The third-term Democratic governor, unsurprisingly, is earning media praise for his handling of the crisis.
"Andrew Cuomo shows how to lead during the coronavirus crisis,” swooned the Washington Post’s editorial board this week. Cuomo, according to his hometown newspaper, is the “politician of the moment” whose daily press briefings are must-watch events praised both by Democrats and Republicans.

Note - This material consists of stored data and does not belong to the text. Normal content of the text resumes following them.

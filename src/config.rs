use crate::expansion::ExpansionLimits;
use crate::fetch::{FetcherConfig, RetryConfig};
use anyhow::{Context, Result};
use clap::Parser;
use serde::Deserialize;
use std::fs;
use std::net::SocketAddr;
use std::path::{Path, PathBuf};
use std::time::Duration;

const DEFAULT_HTTP_BIND: &str = "127.0.0.1:8000";
const DEFAULT_FETCH_TIMEOUT_SECS: u64 = 5;
const DEFAULT_FETCH_MAX_ATTEMPTS: u32 = 5;
const DEFAULT_RETRY_DELAY_MS: u64 = 1000;
const DEFAULT_CACHE_CAPACITY: usize = 256;
const DEFAULT_CACHE_TTL_SECS: u64 = 3600;
const DEFAULT_MAX_IMPORT_ROUNDS: u32 = 32;
const DEFAULT_REQUEST_TIMEOUT_SECS: u64 = 120;
const DEFAULT_SHUTDOWN_TIMEOUT_SECS: u64 = 30;

#[derive(Debug, Clone)]
pub struct ServerConfig {
    pub http_bind_address: SocketAddr,
    pub fetch_timeout_secs: u64,
    pub fetch_max_attempts: u32,
    pub fetch_retry_delay_ms: u64,
    /// Zero disables the graph cache
    pub cache_capacity: usize,
    pub cache_ttl_secs: u64,
    pub max_import_rounds: u32,
    /// Zero disables the request deadline
    pub request_timeout_secs: u64,
    pub graceful_shutdown_timeout_secs: u64,
}

impl Default for ServerConfig {
    fn default() -> Self {
        Self {
            http_bind_address: SocketAddr::from(([127, 0, 0, 1], 8000)),
            fetch_timeout_secs: DEFAULT_FETCH_TIMEOUT_SECS,
            fetch_max_attempts: DEFAULT_FETCH_MAX_ATTEMPTS,
            fetch_retry_delay_ms: DEFAULT_RETRY_DELAY_MS,
            cache_capacity: DEFAULT_CACHE_CAPACITY,
            cache_ttl_secs: DEFAULT_CACHE_TTL_SECS,
            max_import_rounds: DEFAULT_MAX_IMPORT_ROUNDS,
            request_timeout_secs: DEFAULT_REQUEST_TIMEOUT_SECS,
            graceful_shutdown_timeout_secs: DEFAULT_SHUTDOWN_TIMEOUT_SECS,
        }
    }
}

impl ServerConfig {
    pub fn from_args(args: CliArgs) -> Result<Self> {
        let CliArgs {
            config,
            http_bind: cli_http_bind,
            fetch_timeout_secs: cli_fetch_timeout,
            fetch_max_attempts: cli_fetch_attempts,
            fetch_retry_delay_ms: cli_retry_delay,
            cache_capacity: cli_cache_capacity,
            cache_ttl_secs: cli_cache_ttl,
            max_import_rounds: cli_import_rounds,
            request_timeout_secs: cli_request_timeout,
            graceful_shutdown_timeout_secs: cli_shutdown_timeout,
        } = args;

        let file_config = if let Some(path) = config.as_ref() {
            load_config_file(path)?
        } else {
            PartialConfig::default()
        };

        let PartialConfig {
            http_bind: file_http_bind,
            fetch_timeout_secs: file_fetch_timeout,
            fetch_max_attempts: file_fetch_attempts,
            fetch_retry_delay_ms: file_retry_delay,
            cache_capacity: file_cache_capacity,
            cache_ttl_secs: file_cache_ttl,
            max_import_rounds: file_import_rounds,
            request_timeout_secs: file_request_timeout,
            graceful_shutdown_timeout_secs: file_shutdown_timeout,
        } = file_config;

        let http_bind_address = match cli_http_bind.or(file_http_bind) {
            Some(addr) => addr,
            None => DEFAULT_HTTP_BIND
                .parse()
                .context("default bind address is invalid")?,
        };

        Ok(Self {
            http_bind_address,
            fetch_timeout_secs: cli_fetch_timeout
                .or(file_fetch_timeout)
                .unwrap_or(DEFAULT_FETCH_TIMEOUT_SECS),
            fetch_max_attempts: cli_fetch_attempts
                .or(file_fetch_attempts)
                .unwrap_or(DEFAULT_FETCH_MAX_ATTEMPTS),
            fetch_retry_delay_ms: cli_retry_delay
                .or(file_retry_delay)
                .unwrap_or(DEFAULT_RETRY_DELAY_MS),
            cache_capacity: cli_cache_capacity
                .or(file_cache_capacity)
                .unwrap_or(DEFAULT_CACHE_CAPACITY),
            cache_ttl_secs: cli_cache_ttl
                .or(file_cache_ttl)
                .unwrap_or(DEFAULT_CACHE_TTL_SECS),
            max_import_rounds: cli_import_rounds
                .or(file_import_rounds)
                .unwrap_or(DEFAULT_MAX_IMPORT_ROUNDS),
            request_timeout_secs: cli_request_timeout
                .or(file_request_timeout)
                .unwrap_or(DEFAULT_REQUEST_TIMEOUT_SECS),
            graceful_shutdown_timeout_secs: cli_shutdown_timeout
                .or(file_shutdown_timeout)
                .unwrap_or(DEFAULT_SHUTDOWN_TIMEOUT_SECS),
        })
    }

    /// Rejects settings that would make every fetch or import fail.
    pub fn validate(&self) -> Result<()> {
        anyhow::ensure!(
            self.fetch_max_attempts > 0,
            "fetch_max_attempts must be at least 1"
        );
        anyhow::ensure!(
            self.fetch_timeout_secs > 0,
            "fetch_timeout_secs must be greater than 0"
        );
        anyhow::ensure!(
            self.max_import_rounds > 0,
            "max_import_rounds must be at least 1"
        );
        if self.cache_capacity > 0 {
            anyhow::ensure!(
                self.cache_ttl_secs > 0,
                "cache_ttl_secs must be greater than 0 when the cache is enabled"
            );
        }
        Ok(())
    }

    pub fn fetcher_config(&self) -> FetcherConfig {
        FetcherConfig {
            timeout: Duration::from_secs(self.fetch_timeout_secs),
            retry: RetryConfig {
                max_attempts: self.fetch_max_attempts,
                delay: Duration::from_millis(self.fetch_retry_delay_ms),
            },
            ..FetcherConfig::default()
        }
    }

    pub fn cache_enabled(&self) -> bool {
        self.cache_capacity > 0
    }

    pub fn cache_ttl(&self) -> Duration {
        Duration::from_secs(self.cache_ttl_secs)
    }

    pub fn expansion_limits(&self) -> ExpansionLimits {
        ExpansionLimits {
            max_import_rounds: self.max_import_rounds,
        }
    }

    pub fn request_timeout(&self) -> Option<Duration> {
        (self.request_timeout_secs > 0).then(|| Duration::from_secs(self.request_timeout_secs))
    }

    pub fn shutdown_timeout(&self) -> Duration {
        Duration::from_secs(self.graceful_shutdown_timeout_secs)
    }
}

#[derive(Parser, Debug, Default, Clone)]
#[command(
    name = "shacl-validator",
    about = "SHACL validation service with owl:imports and remote object expansion",
    version
)]
pub struct CliArgs {
    #[arg(
        long,
        value_name = "FILE",
        help = "Path to a configuration file (YAML, JSON or TOML)",
        global = true
    )]
    pub config: Option<PathBuf>,

    #[arg(
        long,
        env = "SHACL_VALIDATOR_HTTP_BIND",
        value_name = "ADDR",
        help = "HTTP bind address"
    )]
    pub http_bind: Option<SocketAddr>,

    #[arg(
        long = "fetch-timeout",
        env = "SHACL_VALIDATOR_FETCH_TIMEOUT",
        value_name = "SECS",
        help = "Timeout for a single remote graph request"
    )]
    pub fetch_timeout_secs: Option<u64>,

    #[arg(
        long = "fetch-attempts",
        env = "SHACL_VALIDATOR_FETCH_ATTEMPTS",
        value_name = "N",
        help = "Attempts per remote graph before giving up on transient errors"
    )]
    pub fetch_max_attempts: Option<u32>,

    #[arg(
        long = "retry-delay-ms",
        env = "SHACL_VALIDATOR_RETRY_DELAY_MS",
        value_name = "MS",
        help = "Fixed delay between fetch attempts"
    )]
    pub fetch_retry_delay_ms: Option<u64>,

    #[arg(
        long,
        env = "SHACL_VALIDATOR_CACHE_CAPACITY",
        value_name = "N",
        help = "Remote graphs kept in the cache (0 disables it)",
        value_parser = clap::value_parser!(usize)
    )]
    pub cache_capacity: Option<usize>,

    #[arg(
        long = "cache-ttl",
        env = "SHACL_VALIDATOR_CACHE_TTL",
        value_name = "SECS",
        help = "Lifetime of a cached remote graph"
    )]
    pub cache_ttl_secs: Option<u64>,

    #[arg(
        long,
        env = "SHACL_VALIDATOR_MAX_IMPORT_ROUNDS",
        value_name = "N",
        help = "Upper bound on owl:imports resolution rounds"
    )]
    pub max_import_rounds: Option<u32>,

    #[arg(
        long = "request-timeout",
        env = "SHACL_VALIDATOR_REQUEST_TIMEOUT",
        value_name = "SECS",
        help = "Deadline for a whole validation request (0 disables it)"
    )]
    pub request_timeout_secs: Option<u64>,

    #[arg(
        long = "shutdown-timeout",
        env = "SHACL_VALIDATOR_SHUTDOWN_TIMEOUT",
        value_name = "SECS",
        help = "Time allowed for in-flight requests on shutdown"
    )]
    pub graceful_shutdown_timeout_secs: Option<u64>,
}

#[derive(Debug, Default, Deserialize)]
#[serde(deny_unknown_fields)]
struct PartialConfig {
    http_bind: Option<SocketAddr>,
    fetch_timeout_secs: Option<u64>,
    fetch_max_attempts: Option<u32>,
    fetch_retry_delay_ms: Option<u64>,
    cache_capacity: Option<usize>,
    cache_ttl_secs: Option<u64>,
    max_import_rounds: Option<u32>,
    request_timeout_secs: Option<u64>,
    graceful_shutdown_timeout_secs: Option<u64>,
}

fn load_config_file(path: &Path) -> Result<PartialConfig> {
    if !path.exists() {
        anyhow::bail!("config file {:?} does not exist", path);
    }
    let contents = fs::read_to_string(path)
        .with_context(|| format!("failed to read config file {:?}", path))?;
    let ext = path
        .extension()
        .and_then(|os| os.to_str())
        .unwrap_or("")
        .to_ascii_lowercase();

    let parsed = match ext.as_str() {
        "yaml" | "yml" => serde_yaml::from_str(&contents)
            .with_context(|| format!("failed to parse YAML config {:?}", path))?,
        "json" => serde_json::from_str(&contents)
            .with_context(|| format!("failed to parse JSON config {:?}", path))?,
        "toml" => toml::from_str(&contents)
            .with_context(|| format!("failed to parse TOML config {:?}", path))?,
        other => anyhow::bail!("unsupported config extension: {other}"),
    };
    Ok(parsed)
}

New York’s political leaders have acknowledged that the world’s financial capital—a city home to nearly 9 million people, the most densely populated city in the country—has no comprehensive plan to deal with a pandemic or any viral public health threat. Cuomo and DeBlasio have cobbled together a last-minute, slapdash strategy as COVID-19 spread across the globe
But even by late February, Cuomo boasted about his state’s accessibility to foreign travelers—his state, the governor said on February 26, is the “front door” for visitors from around the world—while only instituting voluntary quarantines for suspected coronavirus carriers.
“Our operating paradigm has always been, prepare for the worst but hope for the best,” Cuomo said. No one, of course, should be surprised that a leading Democratic politician prioritized open borders diversity politics over public health. an influx of people complaining of flu-like systems began in the first week of March. So, why didn’t the mayor or the governor act then to ensure city hospitals, particularly those situated in low-income areas where residents have limited access to high-quality care, were better prepared?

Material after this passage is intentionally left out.